All procedures performed in this study were conducted using a protocol approved by The Institutional Animal Care and Use Committee at the College of Animal Science and Technology, Inner Mongolia Agricultural University, China. Three major muscles (i.e. the Longissimus dorsi (LD), Biceps femoris (BF) and Triceps brachii (TB)) were collected from Wuzhumuqin sheep (n = 120, male) aged at 1, 3, 6, 9, 12 and 18 months (20 sheep at each stage). Muscle samples were collected from the following tissues: for LD, adjacent to the 13th thoracic vertebra; and for BF and TB, from the central portions of the BF and TB muscles. Ten grams of each muscle were collected immediately after slaughter, the visible fat and connective tissues were removed, and the samples were snap‐frozen in liquid nitrogen and then stored at −80°C until further analysis.

Histochemical analysis

Transverse serial sections (10 μm thickness) were cut from whole blocks (1.0 × 1.0 × 1.5 cm) using a cryostat (HM525 NX UV; Microm GmbH, Waldorf, Germany) at −20°C and subsequently incubated to histochemically detect mATPase using a conventional method (Schiaffino et al. 1989) with some modifications. Unfixed muscle sections were pre‐incubated at room temperature for 5 min in a buffer consisting of 200 mmol/L sodium acetate that was adjusted to pH 4.3 using acetic acid. The sections were then washed for 15 min in a buffer containing 180 mmol/L potassium chloride, 100 mmol/L pentobarbital sodium and distilled water at a ratio of 1 : 1 : 3 (pH 10.4). Subsequently, the sections were incubated at 37°C for 45 min in adenosine triphosphatase (ATPase) pre‐incubation buffer (pH 9.4) containing 180 mmol/L CaCl2, 100 mmol/L pentobarbital sodium and distilled water at a ratio of 2 : 1 : 7 and an additional 25 mg of ATP disodium salt. Next, the muscle sections were washed three times within 10 min in a 1% CaCl2 buffer. The sections were placed in 2% CoCl2 for 3 min and then washed three times for 30 s per wash in flowing distilled water to remove the overflowing buffer. Finally, the muscle sections were immersed in a 1% solution of yellow ammonium sulfide for 30 s, washed in distilled water for 10 min, and then dehydrated through a series of alcohol gradient solutions (70%, 80%, 90% and then 95% anhydrous alcohol for 2 min at each gradient).
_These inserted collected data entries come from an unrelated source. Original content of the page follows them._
//! SQL implementation of the ledger repository.
//!
//! Every posting runs in one transaction whose first statement is the
//! conditional write, so the balance check and the update are a single
//! atomic SQL step and the transaction holds the write lock from then on.
//! Dropping the transaction (cancellation, timeout) rolls it back.

use async_trait::async_trait;
use chrono::{DateTime, Utc};
use sqlx::sqlite::{SqliteConnection, SqlitePool, SqliteRow};
use sqlx::Row;
use std::collections::BTreeMap;

use crate::ledger::{
    EntryDirection, Integration, LedgerEntry, LedgerError, LedgerRepository, LedgerResult,
    Metadata, Player, Posting,
};

/// Ledger backed by SQLite through sqlx
#[derive(Clone)]
pub struct SqlLedger {
    pool: SqlitePool,
}

impl SqlLedger {
    /// Create a ledger over a migrated pool
    pub fn new(pool: SqlitePool) -> Self {
        Self { pool }
    }

    /// Record a journal entry inside the posting's transaction
    async fn create_entry(
        conn: &mut SqliteConnection,
        posting: &Posting<'_>,
        direction: EntryDirection,
        balance_after: i64,
    ) -> LedgerResult<i64> {
        let metadata = serde_json::to_string(posting.metadata)
            .map_err(|e| LedgerError::Database(sqlx::Error::Encode(e.into())))?;

        let row = sqlx::query(
            r#"
            INSERT INTO ledger_entries
                (integration_id, player_id, token, amount, balance_after, direction, memo, metadata, created_at)
            VALUES (?1, ?2, ?3, ?4, ?5, ?6, ?7, ?8, ?9)
            RETURNING id
            "#,
        )
        .bind(posting.integration_id)
        .bind(posting.player_id)
        .bind(posting.token)
        .bind(direction.signed(posting.amount))
        .bind(balance_after)
        .bind(direction.to_string())
        .bind(posting.memo)
        .bind(metadata)
        .bind(Utc::now())
        .fetch_one(&mut *conn)
        .await?;

        Ok(row.get("id"))
    }
}

async fn player_exists(
    conn: &mut SqliteConnection,
    integration_id: &str,
    player_id: &str,
) -> LedgerResult<bool> {
    let row = sqlx::query("SELECT 1 FROM players WHERE integration_id = ?1 AND player_id = ?2")
        .bind(integration_id)
        .bind(player_id)
        .fetch_optional(&mut *conn)
        .await?;
    Ok(row.is_some())
}

async fn load_player(
    conn: &mut SqliteConnection,
    integration_id: &str,
    player_id: &str,
) -> LedgerResult<Option<Player>> {
    let row = sqlx::query(
        r#"
        SELECT player_id, integration_id, alias, created_at
        FROM players
        WHERE integration_id = ?1 AND player_id = ?2
        "#,
    )
    .bind(integration_id)
    .bind(player_id)
    .fetch_optional(&mut *conn)
    .await?;

    let Some(row) = row else {
        return Ok(None);
    };

    let aliases: Vec<String> = sqlx::query_scalar(
        r#"
        SELECT alias FROM player_aliases
        WHERE integration_id = ?1 AND player_id = ?2
        ORDER BY rowid
        "#,
    )
    .bind(integration_id)
    .bind(player_id)
    .fetch_all(&mut *conn)
    .await?;

    let balances = sqlx::query(
        "SELECT token, amount FROM balances WHERE integration_id = ?1 AND player_id = ?2",
    )
    .bind(integration_id)
    .bind(player_id)
    .fetch_all(&mut *conn)
    .await?
    .into_iter()
    .map(|r| (r.get::<String, _>("token"), r.get::<i64, _>("amount")))
    .collect::<BTreeMap<_, _>>();

    Ok(Some(Player {
        id: row.get("player_id"),
        integration_id: row.get("integration_id"),
        alias: row.get("alias"),
        aliases,
        balances,
        created_at: row.get::<DateTime<Utc>, _>("created_at"),
    }))
}

fn snapshot_or_missing(
    player: Option<Player>,
    integration_id: &str,
    player_id: &str,
) -> LedgerResult<Player> {
    player.ok_or_else(|| LedgerError::player_not_found(integration_id, player_id))
}

fn entry_from_row(row: &SqliteRow) -> LedgerResult<LedgerEntry> {
    let direction = row
        .get::<String, _>("direction")
        .parse::<EntryDirection>()
        .map_err(|e| LedgerError::Database(sqlx::Error::Decode(e.into())))?;
    let metadata = serde_json::from_str::<Metadata>(row.get::<&str, _>("metadata"))
        .map_err(|e| LedgerError::Database(sqlx::Error::Decode(e.into())))?;

    Ok(LedgerEntry {
        id: row.get("id"),
        integration_id: row.get("integration_id"),
        player_id: row.get("player_id"),
        token: row.get("token"),
        amount: row.get("amount"),
        balance_after: row.get("balance_after"),
        direction,
        memo: row.get("memo"),
        metadata,
        created_at: row.get::<DateTime<Utc>, _>("created_at"),
    })
}

#[async_trait]
impl LedgerRepository for SqlLedger {
    async fn upsert_integration(
        &self,
        id: &str,
        name: &str,
        company_id: &str,
    ) -> LedgerResult<Integration> {
        // updated_at only moves when a mutable field actually changes
        sqlx::query(
            r#"
            INSERT INTO integrations (id, name, company_id, created_at, updated_at)
            VALUES (?1, ?2, ?3, ?4, ?4)
            ON CONFLICT (id) DO UPDATE SET
                name = excluded.name,
                company_id = excluded.company_id,
                updated_at = excluded.updated_at
            WHERE integrations.name <> excluded.name
               OR integrations.company_id <> excluded.company_id
            "#,
        )
        .bind(id)
        .bind(name)
        .bind(company_id)
        .bind(Utc::now())
        .execute(&self.pool)
        .await?;

        self.find_integration(id)
            .await?
            .ok_or_else(|| LedgerError::IntegrationNotFound(id.to_string()))
    }

    async fn find_integration(&self, id: &str) -> LedgerResult<Option<Integration>> {
        let row = sqlx::query(
            r#"
            SELECT id, name, company_id, created_at, updated_at
            FROM integrations
            WHERE id = ?1
            "#,
        )
        .bind(id)
        .fetch_optional(&self.pool)
        .await?;

        Ok(row.map(|r| Integration {
            id: r.get("id"),
            name: r.get("name"),
            company_id: r.get("company_id"),
            created_at: r.get::<DateTime<Utc>, _>("created_at"),
            updated_at: r.get::<DateTime<Utc>, _>("updated_at"),
        }))
    }

    async fn upsert_player(
        &self,
        integration_id: &str,
        player_id: &str,
        alias: Option<&str>,
    ) -> LedgerResult<Player> {
        let mut tx = self.pool.begin().await?;

        // The SELECT needs its WHERE clause for SQLite to parse the upsert
        let inserted = sqlx::query(
            r#"
            INSERT INTO players (integration_id, player_id, alias, created_at)
            SELECT ?1, ?2, ?3, ?4
            WHERE EXISTS (SELECT 1 FROM integrations WHERE id = ?1)
            ON CONFLICT (integration_id, player_id) DO UPDATE SET
                alias = COALESCE(excluded.alias, players.alias)
            "#,
        )
        .bind(integration_id)
        .bind(player_id)
        .bind(alias)
        .bind(Utc::now())
        .execute(&mut *tx)
        .await?;

        if inserted.rows_affected() == 0 {
            return Err(LedgerError::IntegrationNotFound(integration_id.to_string()));
        }

        if let Some(alias) = alias {
            sqlx::query(
                r#"
                INSERT INTO player_aliases (integration_id, player_id, alias)
                VALUES (?1, ?2, ?3)
                ON CONFLICT DO NOTHING
                "#,
            )
            .bind(integration_id)
            .bind(player_id)
            .bind(alias)
            .execute(&mut *tx)
            .await?;
        }

        let player = load_player(&mut tx, integration_id, player_id).await?;
        tx.commit().await?;

        snapshot_or_missing(player, integration_id, player_id)
    }

    async fn find_player(
        &self,
        integration_id: &str,
        player_id: &str,
    ) -> LedgerResult<Option<Player>> {
        let mut conn = self.pool.acquire().await?;
        load_player(&mut conn, integration_id, player_id).await
    }

    async fn credit(&self, posting: &Posting<'_>) -> LedgerResult<Player> {
        let mut tx = self.pool.begin().await?;

        // Insert-or-add in one statement; the upsert's WHERE refuses to overflow
        let credited = sqlx::query(
            r#"
            INSERT INTO balances (integration_id, player_id, token, amount)
            SELECT ?1, ?2, ?3, ?4
            WHERE EXISTS (
                SELECT 1 FROM players WHERE integration_id = ?1 AND player_id = ?2
            )
            ON CONFLICT (integration_id, player_id, token) DO UPDATE SET
                amount = balances.amount + excluded.amount
            WHERE balances.amount <= ?5
            RETURNING amount
            "#,
        )
        .bind(posting.integration_id)
        .bind(posting.player_id)
        .bind(posting.token)
        .bind(posting.amount)
        .bind(i64::MAX - posting.amount)
        .fetch_optional(&mut *tx)
        .await?;

        let new_balance: i64 = match credited {
            Some(row) => row.get("amount"),
            None => {
                // Either the player doesn't exist or the balance would overflow
                if player_exists(&mut tx, posting.integration_id, posting.player_id).await? {
                    return Err(LedgerError::BalanceOverflow {
                        token: posting.token.to_string(),
                    });
                }
                return Err(LedgerError::player_not_found(
                    posting.integration_id,
                    posting.player_id,
                ));
            }
        };

        Self::create_entry(&mut tx, posting, EntryDirection::Credit, new_balance).await?;
        let player = load_player(&mut tx, posting.integration_id, posting.player_id).await?;

        tx.commit().await?;

        snapshot_or_missing(player, posting.integration_id, posting.player_id)
    }

    async fn debit(&self, posting: &Posting<'_>) -> LedgerResult<Player> {
        let mut tx = self.pool.begin().await?;

        // Atomically debit with balance check.
        // Check and update happen in a single statement.
        let debited = sqlx::query(
            r#"
            UPDATE balances
            SET amount = amount - ?1
            WHERE integration_id = ?2 AND player_id = ?3 AND token = ?4 AND amount >= ?1
            RETURNING amount
            "#,
        )
        .bind(posting.amount)
        .bind(posting.integration_id)
        .bind(posting.player_id)
        .bind(posting.token)
        .fetch_optional(&mut *tx)
        .await?;

        let new_balance: i64 = match debited {
            Some(row) => row.get("amount"),
            None => {
                // Either the player doesn't exist or the balance is too low
                if !player_exists(&mut tx, posting.integration_id, posting.player_id).await? {
                    return Err(LedgerError::player_not_found(
                        posting.integration_id,
                        posting.player_id,
                    ));
                }

                let available: Option<i64> = sqlx::query_scalar(
                    r#"
                    SELECT amount FROM balances
                    WHERE integration_id = ?1 AND player_id = ?2 AND token = ?3
                    "#,
                )
                .bind(posting.integration_id)
                .bind(posting.player_id)
                .bind(posting.token)
                .fetch_optional(&mut *tx)
                .await?;

                return Err(LedgerError::InsufficientFunds {
                    token: posting.token.to_string(),
                    available: available.unwrap_or(0),
                    required: posting.amount,
                });
            }
        };

        Self::create_entry(&mut tx, posting, EntryDirection::Debit, new_balance).await?;
        let player = load_player(&mut tx, posting.integration_id, posting.player_id).await?;

        tx.commit().await?;

        snapshot_or_missing(player, posting.integration_id, posting.player_id)
    }

    async fn entries(
        &self,
        integration_id: &str,
        player_id: &str,
        limit: usize,
    ) -> LedgerResult<Vec<LedgerEntry>> {
        let limit = i64::try_from(limit).unwrap_or(i64::MAX);
        let rows = sqlx::query(
            r#"
            SELECT id, integration_id, player_id, token, amount, balance_after, direction, memo, metadata, created_at
            FROM ledger_entries
            WHERE integration_id = ?1 AND player_id = ?2
            ORDER BY id DESC
            LIMIT ?3
            "#,
        )
        .bind(integration_id)
        .bind(player_id)
        .bind(limit)
        .fetch_all(&self.pool)
        .await?;

        rows.iter().map(entry_from_row).collect()
    }
}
The stained sections were examined using an image analysis system (Image‐Pro® plus 5.1; Media Cybernetics Inc., Rockville, MD, USA). The muscle fibers were divided into fiber types I, IIA and IIB according to current definitions (Brooke & Kaiser 1970; Schiaffino et al. 1989). Approximately 600 fibers per sample were counted to estimate the distributions of muscle fibers. The percentage of each fiber type refers to the ratio of the number of fibers counted for each fiber type to the total number of counted fibers.

Morphometric analysis

The diameters of the myofibers in the LD, BF and TB muscles were measured using traditional hematoxylin and eosin (HE) staining. Briefly, the muscle samples were excised perpendicular to the direction of the myofibers, and serial tissue sections (10 μm thickness) were cut using a cryostat (Microm, HM525) at −20°C. The muscle sections were air‐dried at room temperature for 18 min. Then, the cells were fixed for 5 min in 4% paraformaldehyde adjusted to pH 7.4 using phosphoric acid. Subsequently, the sections were washed in distilled water, and the nuclei were counterstained using Harry's hematoxylin for 15 min. Afterwards, the staining solution was washed away using distilled water, and the color reaction was performed by incubating the sections in 1% acid alcohol for 30 s and then immediately washing the sections with distilled water. Next, the muscle sections were stained with 0.5% eosin for 3 min and then dehydrated in an alcohol gradient (70%, 80%, 90% and then 95% anhydrous alcohol for 2 min at each gradient). Finally, the muscle sections were mounted, dehydrated in xylene for 2 min and covered with a cover slip. In the stained sections, photographic documentation was obtained of three random histological fields (100× lens) in each sample using a microscope connected to a computer. Muscle hypertrophy was determined by measuring muscle fiber diameter (Fiber Dia.) in approximately 500 muscle fibers in each sample using an image analysis system (Image‐Pro® plus 5.1; Media Cybernetics Inc.).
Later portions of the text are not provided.